Pourtant astreint au devoir de réserve en cette période électorale, le ministre de l'Agriculture Julien Denormandie, très habile, a répondu sur le mode de la prétérition : « Je ne peux pas vous parler du Varenne de l'eau, des néonicotinoïdes, du plan stratégique national, de l'ouverture du comptage des loups, de la loi Sempastous, du plan porcin... », a-t-il indiqué. Partageant la vision de Christiane Lambert sur les conséquences du conflit russo-ukrainien, il a lui aussi évoqué la nécessaire reconquête de la souveraineté alimentaire et énergétique. Il compte pour ce faire s'appuyer sur les récentes mesures gouvernementales : France 2030, Plan de résilience, réouverture des négociations commerciales, mais aussi sur le Plan protéines, la reconquête des parts de marché fruits et légumes, et la consolidation des énergies vertes. Il a aussi suggéré de contrebalancer la vision politique de Farm to Fork par la « vocation nourricière de l'agriculture ». Selon lui, en intégrant et en « gravant » cette dimension alimentaire dans cette stratégie européenne, on parvient à « concilier production et protection (de l'environnement ndlr) ». Favorable à la vaccination des volailles pour lutter contre la grippe aviaire, il a assuré la FNSEA que le gouvernement « partage son exaspération » sur les exactions commises le 26 mars dans les Deux-Sèvres. « Il ne peut pas y avoir d'agriculture sans eau. N'en déplaise à certains », a-t-il glissé, dénonçant au passage une « instrumentalisation politique » et s'attirant les applaudissements des 1 000 congressistes présents.

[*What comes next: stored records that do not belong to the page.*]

#[async_trait]
impl Module for AuthModule {
    fn name(&self) -> &'static str {
        "auths"
    }

    async fn init(&self, ctx: &InitCtx<'_>) -> anyhow::Result<()> {
        tracing::info!(
            module = self.name(),
            environment = ?ctx.settings.environment,
            "auths module initialized"
        );
        Ok(())
    }

    fn routes(&self) -> Router {
        let state = AuthState {
            users: self.users.clone(),
            mail: self.mail.clone(),
        };
        Router::new()
            .route("/signup", post(signup))
            .route("/verify/{token}", get(verify))
            .route("/login", post(login))
            .route("/me", get(me))
            .with_state(state)
    }

    fn openapi(&self) -> Option<serde_json::Value> {
        Some(serde_json::json!({
            "paths": {
                "/signup": {
                    "post": {
                        "summary": "Register an account",
                        "tags": ["Auths"],
                        "requestBody": {
                            "content": {
                                "application/json": {
                                    "schema": {
                                        "$ref": "#/components/schemas/SignupRequest"
                                    }
                                }
                            }
                        },
                        "responses": {
                            "201": {
                                "description": "Created account; a verification email is dispatched",
                                "content": {
                                    "application/json": {
                                        "schema": {
                                            "$ref": "#/components/schemas/User"
                                        }
                                    }
                                }
                            },
                            "409": {
                                "description": "Email already registered",
                                "content": {
                                    "application/json": {
                                        "schema": {
                                            "$ref": "#/components/schemas/ErrorResponse"
                                        }
                                    }
                                }
                            },
                            "422": {
                                "description": "Validation error",
                                "content": {
                                    "application/json": {
                                        "schema": {
                                            "$ref": "#/components/schemas/ErrorResponse"
                                        }
                                    }
                                }
                            }
                        }
                    }
                },
                "/verify/{token}": {
                    "get": {
                        "summary": "Verify an account by emailed token",
                        "tags": ["Auths"],
                        "parameters": [{
                            "name": "token",
                            "in": "path",
                            "required": true,
                            "schema": { "type": "string", "format": "uuid" }
                        }],
                        "responses": {
                            "200": {
                                "description": "Account verified",
                                "content": {
                                    "application/json": {
                                        "schema": {
                                            "$ref": "#/components/schemas/User"
                                        }
                                    }
                                }
                            },
                            "404": {
                                "description": "Unknown or already used token",
                                "content": {
                                    "application/json": {
                                        "schema": {
                                            "$ref": "#/components/schemas/ErrorResponse"
                                        }
                                    }
                                }
                            }
                        }
                    }
                },
                "/login": {
                    "post": {
                        "summary": "Log in",
                        "tags": ["Auths"],
                        "requestBody": {
                            "content": {
                                "application/json": {
                                    "schema": {
                                        "$ref": "#/components/schemas/LoginRequest"
                                    }
                                }
                            }
                        },
                        "responses": {
                            "200": {
                                "description": "Session token and account",
                                "content": {
                                    "application/json": {
                                        "schema": {
                                            "$ref": "#/components/schemas/LoginResponse"
                                        }
                                    }
                                }
                            },
                            "401": {
                                "description": "Invalid credentials",
                                "content": {
                                    "application/json": {
                                        "schema": {
                                            "$ref": "#/components/schemas/ErrorResponse"
                                        }
                                    }
                                }
                            },
                            "403": {
                                "description": "Account not verified",
                                "content": {
                                    "application/json": {
                                        "schema": {
                                            "$ref": "#/components/schemas/ErrorResponse"
                                        }
                                    }
                                }
                            }
                        }
                    }
                },
                "/me": {
                    "get": {
                        "summary": "Account behind the presented session token",
                        "tags": ["Auths"],
                        "parameters": [{
                            "name": "Authorization",
                            "in": "header",
                            "required": true,
                            "description": "Bearer session token from login",
                            "schema": { "type": "string" }
                        }],
                        "responses": {
                            "200": {
                                "description": "Current account",
                                "content": {
                                    "application/json": {
                                        "schema": {
                                            "$ref": "#/components/schemas/User"
                                        }
                                    }
                                }
                            },
                            "401": {
                                "description": "Missing, malformed, or unknown session token",
                                "content": {
                                    "application/json": {
                                        "schema": {
                                            "$ref": "#/components/schemas/ErrorResponse"
                                        }
                                    }
                                }
                            }
                        }
                    }
                }
            },
            "components": {
                "schemas": {
                    "User": {
                        "type": "object",
                        "properties": {
                            "uid": { "type": "string", "format": "uuid" },
                            "username": { "type": "string" },
                            "email": { "type": "string", "format": "email" },
                            "is_verified": { "type": "boolean" },
                            "created_at": { "type": "string", "format": "date-time" }
                        },
                        "required": ["uid", "username", "email", "is_verified", "created_at"]
                    },
                    "SignupRequest": {
                        "type": "object",
                        "properties": {
                            "username": { "type": "string" },
                            "email": { "type": "string", "format": "email" },
                            "password": { "type": "string", "format": "password" }
                        },
                        "required": ["username", "email", "password"]
                    },
                    "LoginRequest": {
                        "type": "object",
                        "properties": {
                            "email": { "type": "string", "format": "email" },
                            "password": { "type": "string", "format": "password" }
                        },
                        "required": ["email", "password"]
                    },
                    "LoginResponse": {
                        "type": "object",
                        "properties": {
                            "token": { "type": "string", "format": "uuid" },
                            "user": { "$ref": "#/components/schemas/User" }
                        },
                        "required": ["token", "user"]
                    }
                }
            }
        }))
    }

    async fn start(&self, _ctx: &InitCtx<'_>) -> anyhow::Result<()> {
        tracing::info!(module = self.name(), "auths module started");
        Ok(())
    }

    async fn stop(&self) -> anyhow::Result<()> {
        tracing::info!(module = self.name(), "auths module stopped");
        Ok(())
    }
}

* Faire du défi climatique une opportunité pour l'agriculture
« Ne donnez pas de semences aux Russes »
En visioconférence d'Ukraine, Mariia Didukh, secrétaire générale de l'Ukrainian National Agrarian Forum (Forum national agricole ukrainien), a livré un témoignage bouleversant de la situation de ses compatriotes agriculteurs en temps de guerre. Remerciant les agriculteurs français et européens pour leurs opérations de solidarité, elle a confirmé que ses collègues ne pourraient sans doute pas cultiver plus de 50 % de la SAU du pays. « Les paysans sortent la nuit pour semer mais sans garantie ». En réalité, les agriculteurs ukrainiens manquent de carburant, d'alimentation animale, en particulier dans les élevages laitiers. Mariia Didukh a exhorté les Français à « arrêter le business avec les Russes, notamment sur les semences, car ce sont autant de soutiens financiers pour que Poutine poursuive la guerre ».